大分トリニータが優勝に王手をかけていた川崎フロンターレに1-0で勝った。片野坂知宏監督が「サプライズ」と称した勝利の中で攻守両面で貢献したのが、野村直輝だ。大分のナンバー10は熱い思いを胸に、試合に臨んでいた。

上写真=文句なしの活躍で勝利の立役者となった野村直輝(写真◎J.LEAGUE)

■2020年11月21日 J1リーグ第28節(@昭和電ド/観衆9,820人)
大分 1-0 川崎F
得点:(大)野村直輝

自分がどれだけできるのか?

 試合開始直後から再三にわたって、川崎Fのゴールを脅かした。6分と24分には決定的なシュートを放ち、チームに勢いをもたらした。

「目の前で優勝のシャーレを上げられたくなかった」

 その一心だった。川崎Fに対してもちろんリスペクトはあっても、負けたくはない。ましてホームで優勝を喜ぶ姿は見たくはなかった。
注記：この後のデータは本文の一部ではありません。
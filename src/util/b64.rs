//! Base64 encoding and decoding for x402 header values.
//!
//! Both the `X-Payment` credential and the `X-Payment-Response` settlement
//! header carry base64-encoded JSON. [`Base64Bytes`] wraps either direction.

use base64::Engine;
use base64::engine::general_purpose::STANDARD as b64;
use std::borrow::Cow;
use std::fmt::Display;

/// Bytes that hold base64 text.
///
/// ```rust
/// use x402_interceptor::util::Base64Bytes;
///
/// let encoded = Base64Bytes::encode(br#"{"success":true}"#);
/// assert_eq!(encoded.to_string(), "eyJzdWNjZXNzIjp0cnVlfQ==");
/// assert_eq!(encoded.decode().unwrap(), br#"{"success":true}"#);
/// ```
#[derive(Debug, Clone, PartialEq, Eq)]
pub struct Base64Bytes<'a>(pub Cow<'a, [u8]>);

impl Base64Bytes<'_> {
    /// Decodes the base64 text to raw bytes.
    pub fn decode(&self) -> Result<Vec<u8>, base64::DecodeError> {
        b64.decode(&self.0)
    }

    /// Encodes raw bytes into base64 text.
    pub fn encode<T: AsRef<[u8]>>(input: T) -> Base64Bytes<'static> {
        let encoded = b64.encode(input.as_ref());
        Base64Bytes(Cow::Owned(encoded.into_bytes()))
    }
}

impl AsRef<[u8]> for Base64Bytes<'_> {
    fn as_ref(&self) -> &[u8] {
        self.0.as_ref()
    }
}

impl<'a> From<&'a [u8]> for Base64Bytes<'a> {
    fn from(slice: &'a [u8]) -> Self {
        Base64Bytes(Cow::Borrowed(slice))
    }
}

impl Display for Base64Bytes<'_> {
    fn fmt(&self, f: &mut std::fmt::Formatter<'_>) -> std::fmt::Result {
        write!(f, "{}", String::from_utf8_lossy(self.0.as_ref()))
    }
}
「初めての対戦でした。自分がどれだけできるのかと。かなり集中して試合に入れたと思います」

 ナンバー10のアグレッシブな姿勢が、チームのベクトルを常に前向きにさせていた。相手のビルドアップを寸断すべくプレスをかけ、ボールを奪えば、カウンターの急先鋒になった。
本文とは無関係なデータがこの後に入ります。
//! Signing for the "exact" scheme on EVM networks.
//!
//! The credential is an ERC-3009 `transferWithAuthorization` signed as EIP-712
//! typed data, wrapped in a V1 payment payload, serialized to JSON and base64
//! encoded.
//!
//! ```ignore
//! use alloy_signer_local::PrivateKeySigner;
//! use x402_interceptor::Eip3009Signer;
//!
//! let signer = Eip3009Signer::new(PrivateKeySigner::random());
//! ```

use alloy_primitives::{Address, B256, Bytes, FixedBytes, Signature, U256};
use alloy_signer_local::PrivateKeySigner;
use alloy_sol_types::{SolStruct, eip712_domain, sol};
use async_trait::async_trait;
use rand::{Rng, rng};
use serde::{Deserialize, Serialize};
use serde_with::{DisplayFromStr, serde_as};
use std::sync::Arc;

use crate::networks::chain_id_by_network_name;
use crate::proto::{PaymentRequirements, X402Version};
use crate::signer::{PaymentSigner, SigningError};
use crate::timestamp::UnixTimestamp;
use crate::util::Base64Bytes;

/// The only scheme this signer handles.
pub const EXACT_SCHEME: &str = "exact";

/// How far in the past `validAfter` is placed, so the authorization is
/// immediately valid despite clock skew.
const VALID_AFTER_SKEW_SECS: u64 = 10 * 60;

sol!(
    /// ERC-3009 `transferWithAuthorization` as EIP-712 typed data.
    struct TransferWithAuthorization {
        address from;
        address to;
        uint256 value;
        uint256 validAfter;
        uint256 validBefore;
        bytes32 nonce;
    }
);

/// Signed payment authorization placed in the payment payload.
#[derive(Debug, Clone, Serialize, Deserialize)]
#[serde(rename_all = "camelCase")]
pub struct ExactEvmPayload {
    pub signature: Bytes,
    pub authorization: ExactEvmPayloadAuthorization,
}

/// Who can transfer how much, and when.
#[serde_as]
#[derive(Debug, Copy, Clone, Serialize, Deserialize)]
#[serde(rename_all = "camelCase")]
pub struct ExactEvmPayloadAuthorization {
    pub from: Address,
    pub to: Address,
    #[serde_as(as = "DisplayFromStr")]
    pub value: U256,
    pub valid_after: UnixTimestamp,
    pub valid_before: UnixTimestamp,
    pub nonce: B256,
}

/// The JSON document that gets base64 encoded into `X-Payment`.
#[derive(Debug, Clone, Serialize, Deserialize)]
#[serde(rename_all = "camelCase")]
pub struct PaymentPayload {
    pub x402_version: X402Version,
    pub scheme: String,
    pub network: String,
    pub payload: ExactEvmPayload,
}

/// Abstracts over owned and `Arc`-shared signers.
///
/// Alloy's `Signer` is not implemented for `Arc<T>`, and `PrivateKeySigner`
/// is not `Clone`-cheap to share, so signing goes through this trait.
#[async_trait]
pub trait SignerLike: Send + Sync {
    fn address(&self) -> Address;

    async fn sign_hash(&self, hash: &FixedBytes<32>) -> Result<Signature, alloy_signer::Error>;
}

#[async_trait]
impl SignerLike for PrivateKeySigner {
    fn address(&self) -> Address {
        PrivateKeySigner::address(self)
    }

    async fn sign_hash(&self, hash: &FixedBytes<32>) -> Result<Signature, alloy_signer::Error> {
        alloy_signer::Signer::sign_hash(self, hash).await
    }
}

#[async_trait]
impl<T: SignerLike + ?Sized> SignerLike for Arc<T> {
    fn address(&self) -> Address {
        (**self).address()
    }

    async fn sign_hash(&self, hash: &FixedBytes<32>) -> Result<Signature, alloy_signer::Error> {
        (**self).sign_hash(hash).await
    }
}

/// EIP-712 domain `name`/`version` of the token, read from `extra`.
/// Missing values default to empty strings.
fn token_domain(requirements: &PaymentRequirements) -> (String, String) {
    let field = |key: &str| {
        requirements
            .extra
            .as_ref()
            .and_then(|extra| extra.get(key))
            .and_then(|v| v.as_str())
            .map(ToOwned::to_owned)
            .unwrap_or_default()
    };
    (field("name"), field("version"))
}

fn parse_address(value: &str) -> Result<Address, SigningError> {
    value
        .parse::<Address>()
        .map_err(|_| SigningError::InvalidAddress(value.to_string()))
}

/// [`PaymentSigner`] for the "exact" scheme on the networks in
/// [`crate::networks::KNOWN_NETWORKS`].
#[derive(Debug, Clone)]
pub struct Eip3009Signer<S> {
    signer: S,
}

impl<S> Eip3009Signer<S> {
    pub fn new(signer: S) -> Self {
        Self { signer }
    }
}

impl<S: SignerLike> Eip3009Signer<S> {
    /// Address that funds the payments.
    pub fn address(&self) -> Address {
        self.signer.address()
    }

    /// Builds and signs the authorization for `requirements`.
    pub async fn sign_authorization(
        &self,
        requirements: &PaymentRequirements,
    ) -> Result<ExactEvmPayload, SigningError> {
        if requirements.scheme != EXACT_SCHEME {
            return Err(SigningError::UnsupportedScheme {
                scheme: requirements.scheme.clone(),
                network: requirements.network.clone(),
            });
        }
        let chain_id = chain_id_by_network_name(&requirements.network)
            .ok_or_else(|| SigningError::UnknownNetwork(requirements.network.clone()))?;
        let asset = parse_address(&requirements.asset)?;
        let pay_to = parse_address(&requirements.pay_to)?;
        let value = requirements
            .amount()
            .map_err(|_| SigningError::InvalidAmount(requirements.max_amount_required.clone()))?;

        let (name, version) = token_domain(requirements);
        let domain = eip712_domain! {
            name: name,
            version: version,
            chain_id: chain_id,
            verifying_contract: asset,
        };

        let now = UnixTimestamp::now();
        let valid_after = now.earlier_by(VALID_AFTER_SKEW_SECS);
        let valid_before = now + requirements.max_timeout_seconds;
        let nonce: [u8; 32] = rng().random();
        let nonce = FixedBytes(nonce);

        let authorization = ExactEvmPayloadAuthorization {
            from: self.signer.address(),
            to: pay_to,
            value,
            valid_after,
            valid_before,
            nonce,
        };
        #[cfg(feature = "telemetry")]
        tracing::debug!(?authorization, "Constructed authorization payload");

        // Must mirror `authorization` field for field: the server rebuilds
        // this struct from the payload to verify the signature.
        let transfer_with_authorization = TransferWithAuthorization {
            from: authorization.from,
            to: authorization.to,
            value: authorization.value,
            validAfter: U256::from(authorization.valid_after.as_secs()),
            validBefore: U256::from(authorization.valid_before.as_secs()),
            nonce: authorization.nonce,
        };
        let eip712_hash = transfer_with_authorization.eip712_signing_hash(&domain);
        let signature = self
            .signer
            .sign_hash(&eip712_hash)
            .await
            .map_err(|e| SigningError::Signature(format!("{e:?}")))?;

        Ok(ExactEvmPayload {
            signature: Bytes::copy_from_slice(&signature.as_bytes()),
            authorization,
        })
    }
}

#[async_trait]
impl<S: SignerLike> PaymentSigner for Eip3009Signer<S> {
    #[cfg_attr(feature = "telemetry", tracing::instrument(name = "x402.sign_payment", skip_all, err, fields(
        network = %requirements.network,
        amount = %requirements.max_amount_required,
    )))]
    async fn create_payment_header(
        &self,
        requirements: &PaymentRequirements,
        x402_version: X402Version,
    ) -> Result<String, SigningError> {
        let payload = self.sign_authorization(requirements).await?;
        let payment_payload = PaymentPayload {
            x402_version,
            scheme: requirements.scheme.clone(),
            network: requirements.network.clone(),
            payload,
        };
        let json = serde_json::to_vec(&payment_payload)?;
        Ok(Base64Bytes::encode(&json).to_string())
    }
}

#[cfg(test)]
mod tests {
    use super::*;
    use serde_json::json;

    fn requirements() -> PaymentRequirements {
        PaymentRequirements {
            scheme: "exact".to_string(),
            network: "base-sepolia".to_string(),
            max_amount_required: "10000".to_string(),
            resource: "https://api.example.com/weather".to_string(),
            description: "Weather report".to_string(),
            mime_type: "application/json".to_string(),
            output_schema: None,
            pay_to: "0x209693Bc6afc0C5328bA36FaF03C514EF312287C".to_string(),
            max_timeout_seconds: 60,
            asset: "0x036CbD53842c5426634e7929541eC2318f3dCF7e".to_string(),
            extra: Some(json!({ "name": "USDC", "version": "2" })),
        }
    }

    fn decode(header: &str) -> PaymentPayload {
        let json = Base64Bytes::from(header.as_bytes()).decode().unwrap();
        serde_json::from_slice(&json).unwrap()
    }

    #[tokio::test]
    async fn header_carries_a_recoverable_signature() {
        let wallet = PrivateKeySigner::random();
        let expected_from = wallet.address();
        let signer = Eip3009Signer::new(wallet);
        let requirements = requirements();

        let header = signer
            .create_payment_header(&requirements, X402Version::V1)
            .await
            .unwrap();
        let payload = decode(&header);

        assert_eq!(payload.x402_version, X402Version::V1);
        assert_eq!(payload.scheme, "exact");
        assert_eq!(payload.network, "base-sepolia");
        let authorization = payload.payload.authorization;
        assert_eq!(authorization.from, expected_from);
        assert_eq!(authorization.to, parse_address(&requirements.pay_to).unwrap());
        assert_eq!(authorization.value, U256::from(10000u64));
        assert_eq!(
            authorization.valid_before.as_secs() - authorization.valid_after.as_secs(),
            VALID_AFTER_SKEW_SECS + 60
        );

        let domain = eip712_domain! {
            name: "USDC".to_string(),
            version: "2".to_string(),
            chain_id: 84532u64,
            verifying_contract: parse_address(&requirements.asset).unwrap(),
        };
        let hash = TransferWithAuthorization {
            from: authorization.from,
            to: authorization.to,
            value: authorization.value,
            validAfter: U256::from(authorization.valid_after.as_secs()),
            validBefore: U256::from(authorization.valid_before.as_secs()),
            nonce: authorization.nonce,
        }
        .eip712_signing_hash(&domain);
        let signature = Signature::try_from(payload.payload.signature.as_ref()).unwrap();
        let recovered = signature.recover_address_from_prehash(&hash).unwrap();
        assert_eq!(recovered, expected_from);
    }

    #[tokio::test]
    async fn value_is_a_decimal_string_on_the_wire() {
        let signer = Eip3009Signer::new(PrivateKeySigner::random());
        let header = signer
            .create_payment_header(&requirements(), X402Version::V1)
            .await
            .unwrap();
        let json = Base64Bytes::from(header.as_bytes()).decode().unwrap();
        let value: serde_json::Value = serde_json::from_slice(&json).unwrap();
        assert_eq!(value["x402Version"], json!(1));
        assert_eq!(value["payload"]["authorization"]["value"], json!("10000"));
        assert!(value["payload"]["authorization"]["validAfter"].is_string());
    }

    #[tokio::test]
    async fn credentials_are_never_reused() {
        let signer = Eip3009Signer::new(Arc::new(PrivateKeySigner::random()));
        let first = signer
            .create_payment_header(&requirements(), X402Version::V1)
            .await
            .unwrap();
        let second = signer
            .create_payment_header(&requirements(), X402Version::V1)
            .await
            .unwrap();
        assert_ne!(
            decode(&first).payload.authorization.nonce,
            decode(&second).payload.authorization.nonce
        );
    }

    #[tokio::test]
    async fn rejects_unknown_network() {
        let signer = Eip3009Signer::new(PrivateKeySigner::random());
        let mut requirements = requirements();
        requirements.network = "solana".to_string();
        let err = signer
            .create_payment_header(&requirements, X402Version::V1)
            .await
            .unwrap_err();
        assert!(matches!(err, SigningError::UnknownNetwork(n) if n == "solana"));
    }

    #[tokio::test]
    async fn rejects_other_schemes() {
        let signer = Eip3009Signer::new(PrivateKeySigner::random());
        let mut requirements = requirements();
        requirements.scheme = "upto".to_string();
        let err = signer
            .create_payment_header(&requirements, X402Version::V1)
            .await
            .unwrap_err();
        assert!(matches!(err, SigningError::UnsupportedScheme { .. }));
    }

    #[tokio::test]
    async fn rejects_malformed_recipient() {
        let signer = Eip3009Signer::new(PrivateKeySigner::random());
        let mut requirements = requirements();
        requirements.pay_to = "not-an-address".to_string();
        let err = signer
            .create_payment_header(&requirements, X402Version::V1)
            .await
            .unwrap_err();
        assert!(matches!(err, SigningError::InvalidAddress(a) if a == "not-an-address"));
    }

    #[test]
    fn missing_extra_yields_empty_domain() {
        let mut requirements = requirements();
        requirements.extra = None;
        assert_eq!(token_domain(&requirements), (String::new(), String::new()));
    }
}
 そして36分にネットを揺らす。町田也真人のパスを受けてボックス内に鋭く進入。相手CB谷口彰悟に倒され、PKを獲得した。自らキッカーを務め、ゴール左下に蹴り込んだ。

「PKは今週も練習していました。なかなかチームに貢献できていなかったですが、練習してきたので自信を持って蹴りました」

 PK獲得のこの場面で、谷口は退場となり、大分は一人多い状況になった。だが、川崎Fはさすがに首位を走るチーム。後半はリスクを負って前に出てくる相手に押し込まれる展開が増えた。大分にピンチが何度も訪れた。

 それでも、戦う姿勢を貫いた。野村も集中力を切らさずに走った。試合を通じて記録した走行距離は11・9kmは、出場した選手の中で最も多い数字。攻守両面で野村がいかに『効いていた』かを示すものだろう。
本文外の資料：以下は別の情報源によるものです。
//! A ready-made client with payments wired in.

use reqwest::{IntoUrl, Method, Request, Response};
use reqwest_middleware as rqm;
use std::sync::Arc;

use crate::client::X402Client;
use crate::hooks::PaymentHooks;
use crate::interceptor::{PaymentChallengeInterceptor, RetryTransport};

/// An HTTP client that pays for `402` responses on its own.
///
/// Paid resends go back through this same client, so other middleware added
/// through [`X402HttpClient::from_builder`] also sees them.
///
/// ```rust,no_run
/// use alloy_signer_local::PrivateKeySigner;
/// use x402_interceptor::{X402Client, X402HttpClient};
///
/// # async fn run() -> Result<(), reqwest_middleware::Error> {
/// let wallet: PrivateKeySigner = "0x...".parse().unwrap();
/// let http = X402HttpClient::new(X402Client::from_wallet(wallet));
/// let body = http.get("https://api.example.com/paid").send().await?.text().await?;
/// # Ok(())
/// # }
/// ```
#[derive(Debug, Clone)]
pub struct X402HttpClient {
    inner: Arc<rqm::ClientWithMiddleware>,
}

impl X402HttpClient {
    pub fn new(client: X402Client) -> Self {
        Self::with_client(reqwest::Client::new(), client)
    }

    /// Wraps an existing `reqwest` client, reusing its connection pool and settings.
    pub fn with_client(http: reqwest::Client, client: X402Client) -> Self {
        Self::from_builder(rqm::ClientBuilder::new(http), client)
    }

    /// Adds payment hooks as the innermost layer of `builder`, after any
    /// middleware it already holds. Paid resends re-enter the whole stack.
    pub fn from_builder(builder: rqm::ClientBuilder, client: X402Client) -> Self {
        let inner = Arc::new_cyclic(|owner| {
            let interceptor =
                PaymentChallengeInterceptor::new(client, RetryTransport::Owner(owner.clone()));
            builder
                .with(PaymentHooks::from_interceptor(interceptor))
                .build()
        });
        Self { inner }
    }

    pub fn get<U: IntoUrl>(&self, url: U) -> rqm::RequestBuilder {
        self.inner.get(url)
    }

    pub fn post<U: IntoUrl>(&self, url: U) -> rqm::RequestBuilder {
        self.inner.post(url)
    }

    pub fn put<U: IntoUrl>(&self, url: U) -> rqm::RequestBuilder {
        self.inner.put(url)
    }

    pub fn delete<U: IntoUrl>(&self, url: U) -> rqm::RequestBuilder {
        self.inner.delete(url)
    }

    pub fn request<U: IntoUrl>(&self, method: Method, url: U) -> rqm::RequestBuilder {
        self.inner.request(method, url)
    }

    pub async fn execute(&self, request: Request) -> rqm::Result<Response> {
        self.inner.execute(request).await
    }

    /// The underlying middleware client.
    pub fn as_client(&self) -> &rqm::ClientWithMiddleware {
        &self.inner
    }
}

#[cfg(test)]
mod tests {
    use super::*;
    use crate::error::{ErrorKind, X402Error, as_x402_error};
    use crate::proto::{PaymentRequirements, X402Version};
    use crate::signer::{PaymentSigner, SigningError};
    use alloy_primitives::U256;
    use async_trait::async_trait;
    use serde_json::json;
    use std::sync::atomic::{AtomicUsize, Ordering};
    use wiremock::matchers::{header, header_exists, method, path};
    use wiremock::{Mock, MockServer, ResponseTemplate};

    struct DescriptionSigner;

    #[async_trait]
    impl PaymentSigner for DescriptionSigner {
        async fn create_payment_header(
            &self,
            requirements: &PaymentRequirements,
            _x402_version: X402Version,
        ) -> Result<String, SigningError> {
            Ok(format!("sig-{}", requirements.description))
        }
    }

    #[derive(Clone, Default)]
    struct CountingSigner(Arc<AtomicUsize>);

    #[async_trait]
    impl PaymentSigner for CountingSigner {
        async fn create_payment_header(
            &self,
            requirements: &PaymentRequirements,
            _x402_version: X402Version,
        ) -> Result<String, SigningError> {
            self.0.fetch_add(1, Ordering::SeqCst);
            Ok(format!("sig-{}", requirements.description))
        }
    }

    fn challenge(server: &MockServer) -> serde_json::Value {
        json!({
            "x402Version": 1,
            "error": "X-PAYMENT header is required",
            "accepts": [{
                "scheme": "exact",
                "network": "base",
                "maxAmountRequired": "5",
                "resource": format!("{}/paid", server.uri()),
                "description": "B",
                "payTo": "0x209693Bc6afc0C5328bA36FaF03C514EF312287C",
                "maxTimeoutSeconds": 60,
                "asset": "0x833589fCD6eDb6E08f4c7C32D4f71b54bdA02913"
            }]
        })
    }

    #[tokio::test]
    async fn resend_goes_through_the_same_client() {
        let server = MockServer::start().await;
        Mock::given(method("POST"))
            .and(path("/paid"))
            .and(header("X-Payment", "sig-B"))
            .respond_with(ResponseTemplate::new(200).set_body_string("ok"))
            .with_priority(1)
            .expect(1)
            .mount(&server)
            .await;
        Mock::given(method("POST"))
            .and(path("/paid"))
            .respond_with(ResponseTemplate::new(402).set_body_json(challenge(&server)))
            .expect(1)
            .mount(&server)
            .await;

        let http = X402HttpClient::new(
            X402Client::new(DescriptionSigner).with_max_value(U256::from(7)),
        );
        let response = http
            .post(format!("{}/paid", server.uri()))
            .body("payload")
            .send()
            .await
            .unwrap();

        assert_eq!(response.status(), 200);
        let requests = server.received_requests().await.unwrap();
        assert_eq!(requests[1].body, b"payload");
    }

    #[tokio::test]
    async fn rejected_payment_is_not_retried_again() {
        let server = MockServer::start().await;
        Mock::given(method("GET"))
            .and(path("/paid"))
            .respond_with(ResponseTemplate::new(402).set_body_json(challenge(&server)))
            .expect(2)
            .mount(&server)
            .await;

        let http = X402HttpClient::new(X402Client::new(DescriptionSigner));
        let response = http
            .get(format!("{}/paid", server.uri()))
            .send()
            .await
            .unwrap();

        assert_eq!(response.status(), 402);
    }

    #[tokio::test]
    async fn payment_errors_can_be_recovered() {
        let server = MockServer::start().await;
        Mock::given(method("GET"))
            .and(path("/paid"))
            .respond_with(ResponseTemplate::new(402).set_body_json(challenge(&server)))
            .expect(1)
            .mount(&server)
            .await;

        let http = X402HttpClient::new(
            X402Client::new(DescriptionSigner).with_max_value(U256::from(1)),
        );
        let err = http
            .get(format!("{}/paid", server.uri()))
            .send()
            .await
            .unwrap_err();

        assert!(matches!(
            as_x402_error(&err),
            Some(X402Error::SelectionFailed(_))
        ));
    }

    #[tokio::test]
    async fn dropped_owner_is_a_configuration_error() {
        let server = MockServer::start().await;
        Mock::given(method("GET"))
            .and(path("/paid"))
            .and(header_exists("X-Payment"))
            .respond_with(ResponseTemplate::new(200))
            .with_priority(1)
            .expect(0)
            .mount(&server)
            .await;
        Mock::given(method("GET"))
            .and(path("/paid"))
            .respond_with(ResponseTemplate::new(402).set_body_json(challenge(&server)))
            .expect(1)
            .mount(&server)
            .await;

        let http = X402HttpClient::new(X402Client::new(DescriptionSigner));
        let inner = http.as_client().clone();
        drop(http);
        let err = inner
            .get(format!("{}/paid", server.uri()))
            .send()
            .await
            .unwrap_err();

        let err = as_x402_error(&err).unwrap();
        assert!(matches!(err, X402Error::MissingRequestConfig(_)));
        assert_eq!(err.kind(), ErrorKind::Configuration);
    }

    #[tokio::test]
    async fn concurrent_requests_are_paid_independently() {
        let server = MockServer::start().await;
        Mock::given(method("GET"))
            .respond_with(ResponseTemplate::new(402).set_body_json(challenge(&server)))
            .expect(4)
            .mount(&server)
            .await;

        let signer = CountingSigner::default();
        let http = X402HttpClient::new(X402Client::new(signer.clone()));
        let (first, second) = tokio::join!(
            http.get(format!("{}/first", server.uri())).send(),
            http.get(format!("{}/second", server.uri())).send(),
        );

        assert_eq!(first.unwrap().status(), 402);
        assert_eq!(second.unwrap().status(), 402);
        assert_eq!(signer.0.load(Ordering::SeqCst), 2);
        let requests = server.received_requests().await.unwrap();
        for target in ["/first", "/second"] {
            let paid: Vec<bool> = requests
                .iter()
                .filter(|r| r.url.path() == target)
                .map(|r| r.headers.contains_key("x-payment"))
                .collect();
            assert_eq!(paid.len(), 2);
            assert_eq!(paid.iter().filter(|p| **p).count(), 1);
        }
    }
}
「目の前で優勝を見たくなかったですし、チームでは良いコンディションを作っていても出られない選手もいて、きょうもその選手たちが練習する姿を見ましたし、何とかそういうメンバーのためにも戦う姿を見せ続けなければいけない。きょうはそれを示せたかなと思います」

 結局試合は1-0で終了。野村が挙げたゴールが決勝点になった。

「自分のゴールが決勝点というのはうれしいです。ただ、あと2本は仕留めるチャンスあったのでそこは突き詰めないといけない。そういう部分と良かったところとを振り返っていきたい」

「やれる部分を感じたのと同時に、もうちょっとパワーが必要かなとも思いました。技術的な部分はある程度はやれるという感覚はありましたけど、チャンスに仕留めなければいけない」

 首位チームに真っ向から勝負して、勝ち切った。その意味は大きいが、野村は反省も忘れなかった。

「先は考えずに、目の前の相手にしっかり勝てるように、試合に出る選手が100パーセントをピッチで表現できるように、またみんなで準備していきたいと思います」

 アグレッシブに戦い、つかみ取った勝ち点3。大分にとって、また一つ自信を得るゲームになった。そんな価値ある勝利の中で野村直輝は、ひと際まぶしい輝きを放っていた。